Saberes do Vinho - Gilvan Passos

Compartilhe:

Segundo dados do Anuário “Vinhos do Brasil 2019”, o consumo entre nós ainda não ultrapassa os 2 litros per capita/ano. Um número pequeno considerando o imenso potencial do nosso país. No entanto, se não há motivos para comemorarmos avanços quantitativos, há motivos de sobra para fazê-lo em termos qualitativos. Para constatarmos que a qualidade do nosso consumo aumentou, basta reportarmo-nos há pouco mais de uma década atrás, quando as seções de vinhos de supermercados esboçavam, em suas prateleiras, uma quantidade de garrafas e garrafões de vinhos comuns, expressivamente superior à de vinhos finos. Hoje, esses mesmos vinhos ocupam timidamente a prateleira inferior das seções, indicando o crescimento de um consumo que vem migrando do vinho comum, dos destilados e até das cervejas para o vinho fino.

O problema do baixo consumo entre nós deve-se muito mais a razões culturais do que a poder de compra. É que bebemos pouco, por questões culturais, e por isso não nos beneficiamos da barganha comum ao consumo de larga escala, o que torna o vinho caro, inibindo, por conseguinte o consumo. Como numa roda viva uma coisa leva à outra.

Se o vírus do vinho disseminado entre os brasileiros prolifera-se de forma lenta em benefício do consumo, precisamos inoculá-lo entre os que ainda não estão infectados, mas encontram-se expostos e são simpáticos a esta cultura, ainda que por modismo. Nesse sentido, o grande desafio é vender vinho para quem ainda não é do vinho, e isso requer que sejamos proativos em todas as frentes da cadeia comercial no país. Em primeiro lugar, será necessário que todos os envolvidos no processo educativo e de venda, compreendam que vinho não é bebida alcoólica, mas um complemento alimentar, sem o qual o repasto estará incompleto. Vender bebida alcoólica, ainda que não tenhamos racionalmente consciência disso, pressupõe uma infração, e isso, por si só, já torna o nosso ofício marginal.

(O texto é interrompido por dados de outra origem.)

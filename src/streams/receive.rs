use std::time::{Duration, Instant};

use crate::rate::RtpDataCounter;
use crate::rtp::{Nack, ReceptionReport, RtpPacket, SenderInfo, SeqNo, Ssrc};

use super::register::ReceiverRegister;

// Score smoothing factor. Higher reacts faster to loss bursts.
const SCORE_ALPHA: f32 = 0.25;

/// State for one incoming RTP stream (one SSRC of a producer).
///
/// Tracks sequence continuity, loss, jitter and throughput, produces
/// reception report blocks, consumes sender reports, and maintains a
/// 0..=10 delivery score.
#[derive(Debug)]
pub struct RtpStreamRecv {
    ssrc: Ssrc,
    clock_rate: u32,
    register: Option<ReceiverRegister>,
    last_seq: Option<SeqNo>,
    counter: RtpDataCounter,
    score: f32,
    last_sr: Option<LastSenderReport>,
    last_activity: Option<Instant>,
}

#[derive(Debug, Clone, Copy)]
struct LastSenderReport {
    ntp_mid32: u32,
    received_at: Instant,
}

impl RtpStreamRecv {
    pub fn new(ssrc: Ssrc, clock_rate: u32) -> Self {
        RtpStreamRecv {
            ssrc,
            clock_rate,
            register: None,
            last_seq: None,
            counter: RtpDataCounter::default(),
            score: 10.0,
            last_sr: None,
            last_activity: None,
        }
    }

    /// The wire SSRC this stream tracks.
    pub fn ssrc(&self) -> Ssrc {
        self.ssrc
    }

    /// Feed one received packet. Updates sequence, jitter and rate state.
    pub fn receive(&mut self, now: Instant, packet: &RtpPacket) {
        let seq_no = packet.header().sequence_number(self.last_seq);
        self.last_seq = Some(seq_no);

        let register = self
            .register
            .get_or_insert_with(|| ReceiverRegister::new(seq_no));

        register.update_seq(seq_no);
        register.update_time(now, packet.timestamp(), self.clock_rate);

        self.counter.update(packet.len(), now);
        self.last_activity = Some(now);
    }

    /// Highest extended sequence seen.
    pub fn max_seq(&self) -> Option<SeqNo> {
        self.register.as_ref().map(|r| r.max_seq())
    }

    /// Current incoming bitrate in bits per second.
    pub fn bitrate(&mut self, now: Instant) -> u32 {
        self.counter.bitrate(now)
    }

    /// Total bytes received.
    pub fn bytes(&self) -> u64 {
        self.counter.bytes()
    }

    /// Total packets received.
    pub fn packets(&self) -> u64 {
        self.counter.packets()
    }

    /// Consume a sender report for this stream.
    pub fn receive_sender_report(&mut self, now: Instant, info: &SenderInfo) {
        self.last_sr = Some(LastSenderReport {
            ntp_mid32: info.ntp_mid32(),
            received_at: now,
        });
    }

    /// Whether a NACK should be produced.
    pub fn has_nack_report(&self) -> bool {
        self.register
            .as_ref()
            .map(|r| r.has_nack_report())
            .unwrap_or(false)
    }

    /// NACKs for missing packets, addressed to this stream's SSRC.
    pub fn nack_reports(&mut self) -> Vec<Nack> {
        let Some(register) = self.register.as_mut() else {
            return vec![];
        };

        let mut nacks = register.nack_reports();
        for nack in &mut nacks {
            nack.ssrc = self.ssrc;
        }
        nacks
    }

    /// Produce a reception report block and refresh the stream score.
    ///
    /// Fraction lost covers the interval since the previous call, which
    /// is what drives the score blend.
    pub fn reception_report(&mut self, now: Instant) -> Option<ReceptionReport> {
        let register = self.register.as_mut()?;

        let mut report = register.reception_report();
        report.ssrc = self.ssrc;

        if let Some(sr) = self.last_sr {
            report.last_sr_time = sr.ntp_mid32;
            let delay = now.duration_since(sr.received_at);
            report.last_sr_delay = (delay.as_secs_f64() * 65_536.0) as u32;
        }

        self.update_score(now, report.fraction_lost, report.jitter);

        Some(report)
    }

    // Blend delivery ratio and a jitter penalty into the running score.
    fn update_score(&mut self, now: Instant, fraction_lost: u8, jitter: u32) {
        let instant_score = if self.is_stale(now) {
            0.0
        } else {
            let delivered = 1.0 - fraction_lost as f32 / 256.0;
            let jitter_ms = jitter as f32 * 1000.0 / self.clock_rate as f32;
            let penalty = (jitter_ms / 20.0).min(3.0);
            (10.0 * delivered - penalty).max(0.0)
        };

        self.score = (1.0 - SCORE_ALPHA) * self.score + SCORE_ALPHA * instant_score;
    }

    fn is_stale(&self, now: Instant) -> bool {
        match self.last_activity {
            Some(at) => now.duration_since(at) > Duration::from_secs(2),
            None => true,
        }
    }

    /// Delivery score, 0 (dead) to 10 (perfect).
    pub fn score(&self) -> u8 {
        (self.score + 0.5) as u8
    }

}
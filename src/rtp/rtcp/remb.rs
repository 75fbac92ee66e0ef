use super::{FeedbackMessageType, PayloadType, RtcpHeader, RtcpPacket};
use super::{RtcpType, Ssrc};

const BITRATE_MAX: f32 = 2.417_842_4e24; // 0x3FFFF * 2^63
const MANTISSA_MAX: u32 = 0x7f_ffff;
const UNIQUE_IDENTIFIER: [u8; 4] = [b'R', b'E', b'M', b'B'];

/// Receiver estimated maximum bitrate, carried as PSFB AFB.
///
/// The media SSRC of the feedback header is always 0; the SSRCs the
/// estimate applies to are listed in the packet body.
#[derive(Debug, Clone)]
pub struct Remb {
    /// Sender of this feedback.
    pub sender_ssrc: Ssrc,
    /// Estimated maximum bitrate in bits per second.
    pub bitrate: f32,
    /// The sources the estimate applies to.
    pub ssrcs: Vec<u32>,
}

impl Remb {
    /// The bitrate as integer bits per second.
    pub fn bitrate_bps(&self) -> u64 {
        self.bitrate as u64
    }
}

impl Eq for Remb {}
impl PartialEq for Remb {
    fn eq(&self, other: &Self) -> bool {
        self.sender_ssrc == other.sender_ssrc
            && (self.bitrate as u64) == (other.bitrate as u64)
            && self.ssrcs == other.ssrcs
    }
}

impl RtcpPacket for Remb {
    fn header(&self) -> RtcpHeader {
        RtcpHeader {
            rtcp_type: RtcpType::PayloadSpecificFeedback,
            feedback_message_type: FeedbackMessageType::PayloadFeedback(
                PayloadType::ApplicationLayer,
            ),
            words_less_one: (self.length_words() - 1) as u16,
        }
    }

    fn length_words(&self) -> usize {
        // header, sender ssrc, media ssrc (0), "REMB", count+exp+mantissa, ssrcs
        1 + 2 + 2 + self.ssrcs.len()
    }

    fn write_to(&self, buf: &mut [u8]) -> usize {
        // Bitrate goes on the wire as 6 bit exponent + 18 bit mantissa.
        let mut exp = 0u8;
        let mut bitrate = self.bitrate.clamp(0.0, BITRATE_MAX);
        while bitrate >= (1 << 18) as f32 {
            bitrate /= 2.0;
            exp += 1;
        }
        let mantissa = bitrate.floor() as u32;

        self.header().write_to(&mut buf[..4]);
        buf[4..8].copy_from_slice(&self.sender_ssrc.to_be_bytes());
        buf[8..12].copy_from_slice(&[0; 4]);
        buf[12..16].copy_from_slice(&UNIQUE_IDENTIFIER);
        buf[16] = self.ssrcs.len() as u8;
        buf[17] = (exp << 2) | (mantissa >> 16) as u8;
        buf[18] = (mantissa >> 8) as u8;
        buf[19] = mantissa as u8;

        for (i, ssrc) in self.ssrcs.iter().enumerate() {
            buf[20 + i * 4..24 + i * 4].copy_from_slice(&ssrc.to_be_bytes());
        }

        self.length_words() * 4
    }
}

impl<'a> TryFrom<&'a [u8]> for Remb {
    type Error = &'static str;

    fn try_from(buf: &'a [u8]) -> Result<Self, Self::Error> {
        if buf.len() < 16 {
            return Err("Remb less than 16 bytes");
        }

        let sender_ssrc = u32::from_be_bytes([buf[0], buf[1], buf[2], buf[3]]).into();

        let media_ssrc = u32::from_be_bytes([buf[4], buf[5], buf[6], buf[7]]);
        if media_ssrc != 0 {
            return Err("Remb media ssrc must be zero");
        }

        if buf[8..12] != UNIQUE_IDENTIFIER {
            return Err("Missing REMB identifier");
        }

        let ssrcs_len = buf[12] as usize;

        // Reconstruct an f32 from the 6 bit exponent / 18 bit mantissa.
        let mut exp = (buf[13] as u64) >> 2;
        exp += 127; // IEEE 754 bias
        exp += 23; // shift the decimal from the right to the left

        let mut mantissa = ((buf[13] & 3) as u32) << 16 | (buf[14] as u32) << 8 | buf[15] as u32;

        if mantissa != 0 {
            // IEEE 754 has an implicit leading bit.
            while (mantissa & (MANTISSA_MAX + 1)) == 0 {
                exp -= 1;
                mantissa *= 2;
            }
        }

        let bitrate = f32::from_bits(((exp as u32) << 23) | (mantissa & MANTISSA_MAX));

        if buf.len() < 16 + ssrcs_len * 4 {
            return Err("Remb too short for SSRC list");
        }

        let mut ssrcs = vec![];
        for i in 0..ssrcs_len {
            let at = 16 + i * 4;
            ssrcs.push(u32::from_be_bytes([
                buf[at],
                buf[at + 1],
                buf[at + 2],
                buf[at + 3],
            ]));
        }

        Ok(Remb {
            sender_ssrc,
            ssrcs,
            bitrate,
        })
    }
}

Do vinho não se vende à bebida alcoólica, porém o conceito abstrato que está por trás e envolve cultura, tradição, história, saúde, estilo de vida, pertencimento, sofisticação, modismo e tantas outras coisas mais. Para vender mais e melhor o vinho, não precisamos compreender o universo do vinho na íntegra, até porque isso seria impossível, todavia é essencial que sejamos um manual vivo dos vinhos que vendemos. Quero dizer com isso que o garçom tem obrigação de conhecer, na íntegra, todos os vinhos da sua carta, assim como o atendente de loja, todos os vinhos do seu portfólio.

E se são os neófitos que queremos atrair, todo conhecimento técnico deverá ser passado de forma inclusiva, jamais excludente, tornando o aprendizado da apreciação um jogo que oferece prazer jogar. Descomplicar, deselitizar e desmistificar devem ser palavras de ordem, para gerar diferencial na iniciação de novos apreciadores.

Dois outros aspectos importantes, mas subestimado nas relações comerciais são: o psicológico e o humano. Precisamos compreender a compra como a consequência de uma relação na qual o vendedor se interessasse de verdade pelo problema de consumo do cliente, escutando para compreendê-lo e sugerir o produto mais adequado.

Como vemos, para vender vinho não basta conhecer o produto, a empresa, o mercado (concorrência) e o cliente apenas. Existem vários outros aspectos envolvidos no processo que precisam ser levados em conta. A paixão pelo vinho precisa está isenta de esnobismo, e o interesse por gente é um fator determinante. Afinal, vender é lidar com gente, e para lidar com gente é fundamental gostar de gente.